====== Records supplied

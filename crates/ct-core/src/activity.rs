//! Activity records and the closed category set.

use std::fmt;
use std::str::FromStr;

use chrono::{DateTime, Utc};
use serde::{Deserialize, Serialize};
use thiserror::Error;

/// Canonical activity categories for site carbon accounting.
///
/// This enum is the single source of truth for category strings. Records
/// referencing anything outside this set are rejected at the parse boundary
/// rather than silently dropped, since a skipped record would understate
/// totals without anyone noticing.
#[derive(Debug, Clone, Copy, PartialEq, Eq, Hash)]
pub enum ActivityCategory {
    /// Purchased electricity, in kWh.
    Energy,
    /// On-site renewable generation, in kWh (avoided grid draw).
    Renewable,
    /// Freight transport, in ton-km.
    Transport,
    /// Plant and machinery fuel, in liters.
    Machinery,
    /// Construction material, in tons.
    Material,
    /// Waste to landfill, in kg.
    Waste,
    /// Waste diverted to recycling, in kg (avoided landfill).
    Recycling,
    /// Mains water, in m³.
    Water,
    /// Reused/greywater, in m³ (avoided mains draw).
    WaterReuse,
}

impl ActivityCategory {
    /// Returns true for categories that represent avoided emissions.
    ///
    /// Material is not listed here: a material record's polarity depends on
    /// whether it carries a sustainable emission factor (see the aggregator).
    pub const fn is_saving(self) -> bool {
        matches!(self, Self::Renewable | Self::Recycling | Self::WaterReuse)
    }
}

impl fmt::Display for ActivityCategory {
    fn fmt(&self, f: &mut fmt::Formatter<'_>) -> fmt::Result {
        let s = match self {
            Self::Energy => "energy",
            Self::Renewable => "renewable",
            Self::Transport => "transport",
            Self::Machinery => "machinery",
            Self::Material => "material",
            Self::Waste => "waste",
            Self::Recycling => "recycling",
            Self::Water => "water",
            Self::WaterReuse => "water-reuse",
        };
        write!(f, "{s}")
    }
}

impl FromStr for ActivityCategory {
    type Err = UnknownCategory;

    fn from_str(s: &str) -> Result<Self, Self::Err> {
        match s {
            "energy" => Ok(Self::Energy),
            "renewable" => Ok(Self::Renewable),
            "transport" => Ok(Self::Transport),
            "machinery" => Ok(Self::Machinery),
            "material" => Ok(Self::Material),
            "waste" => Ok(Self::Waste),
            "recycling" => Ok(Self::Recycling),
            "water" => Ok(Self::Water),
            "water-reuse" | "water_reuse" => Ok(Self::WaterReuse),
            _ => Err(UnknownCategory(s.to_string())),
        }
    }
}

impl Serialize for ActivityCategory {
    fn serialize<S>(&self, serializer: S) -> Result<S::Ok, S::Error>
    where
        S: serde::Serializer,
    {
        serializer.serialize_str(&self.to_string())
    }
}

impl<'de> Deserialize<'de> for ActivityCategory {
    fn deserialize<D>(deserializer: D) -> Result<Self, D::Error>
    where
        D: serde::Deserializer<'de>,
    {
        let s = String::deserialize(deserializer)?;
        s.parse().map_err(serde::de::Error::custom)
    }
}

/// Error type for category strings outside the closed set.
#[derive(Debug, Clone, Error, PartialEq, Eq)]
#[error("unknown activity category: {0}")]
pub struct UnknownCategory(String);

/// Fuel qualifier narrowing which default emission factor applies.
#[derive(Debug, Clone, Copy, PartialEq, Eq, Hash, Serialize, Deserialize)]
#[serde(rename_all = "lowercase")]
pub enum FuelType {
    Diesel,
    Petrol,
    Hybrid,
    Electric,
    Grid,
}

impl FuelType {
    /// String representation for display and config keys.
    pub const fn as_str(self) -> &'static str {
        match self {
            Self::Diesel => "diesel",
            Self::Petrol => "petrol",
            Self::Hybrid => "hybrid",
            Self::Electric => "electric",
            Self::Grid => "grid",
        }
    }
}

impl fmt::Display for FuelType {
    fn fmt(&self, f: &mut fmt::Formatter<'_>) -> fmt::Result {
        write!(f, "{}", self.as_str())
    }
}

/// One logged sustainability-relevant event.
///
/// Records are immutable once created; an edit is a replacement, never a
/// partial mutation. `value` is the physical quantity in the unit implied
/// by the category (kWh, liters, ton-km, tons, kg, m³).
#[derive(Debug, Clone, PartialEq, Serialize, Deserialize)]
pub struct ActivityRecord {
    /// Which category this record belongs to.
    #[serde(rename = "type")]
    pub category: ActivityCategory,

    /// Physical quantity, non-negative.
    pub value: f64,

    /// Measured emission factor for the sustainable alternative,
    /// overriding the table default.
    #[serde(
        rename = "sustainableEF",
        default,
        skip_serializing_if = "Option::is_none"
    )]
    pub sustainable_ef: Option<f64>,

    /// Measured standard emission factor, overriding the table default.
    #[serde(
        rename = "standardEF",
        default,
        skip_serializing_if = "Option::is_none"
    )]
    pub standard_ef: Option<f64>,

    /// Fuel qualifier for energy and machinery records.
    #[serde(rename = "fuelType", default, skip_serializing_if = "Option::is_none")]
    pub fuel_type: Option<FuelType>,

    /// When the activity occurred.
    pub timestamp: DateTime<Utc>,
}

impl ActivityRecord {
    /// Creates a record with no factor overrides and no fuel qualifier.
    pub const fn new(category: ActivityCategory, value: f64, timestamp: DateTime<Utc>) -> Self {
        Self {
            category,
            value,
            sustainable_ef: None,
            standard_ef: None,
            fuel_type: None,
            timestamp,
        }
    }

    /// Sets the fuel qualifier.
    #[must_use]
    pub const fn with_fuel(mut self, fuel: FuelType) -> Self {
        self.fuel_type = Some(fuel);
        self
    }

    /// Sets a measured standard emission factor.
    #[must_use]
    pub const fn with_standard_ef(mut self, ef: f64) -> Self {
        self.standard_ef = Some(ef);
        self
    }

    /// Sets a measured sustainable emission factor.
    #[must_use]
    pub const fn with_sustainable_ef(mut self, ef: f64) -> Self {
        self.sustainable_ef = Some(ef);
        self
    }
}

============
====== Records supplied

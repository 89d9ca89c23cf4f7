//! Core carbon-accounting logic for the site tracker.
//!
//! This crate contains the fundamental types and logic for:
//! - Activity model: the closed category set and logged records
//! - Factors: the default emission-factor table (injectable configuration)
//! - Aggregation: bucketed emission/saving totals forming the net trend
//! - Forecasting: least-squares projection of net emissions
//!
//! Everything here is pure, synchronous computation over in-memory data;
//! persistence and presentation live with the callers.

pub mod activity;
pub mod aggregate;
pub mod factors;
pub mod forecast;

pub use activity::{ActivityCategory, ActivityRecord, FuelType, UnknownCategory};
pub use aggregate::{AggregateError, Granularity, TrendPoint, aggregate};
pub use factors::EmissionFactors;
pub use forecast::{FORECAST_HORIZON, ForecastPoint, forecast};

============

Among the records above, which lines hold the word "Result"? Copy each one.

    fn fmt(&self, f: &mut fmt::Formatter<'_>) -> fmt::Result {
    fn from_str(s: &str) -> Result<Self, Self::Err> {
    fn serialize<S>(&self, serializer: S) -> Result<S::Ok, S::Error>
    fn deserialize<D>(deserializer: D) -> Result<Self, D::Error>
    fn fmt(&self, f: &mut fmt::Formatter<'_>) -> fmt::Result {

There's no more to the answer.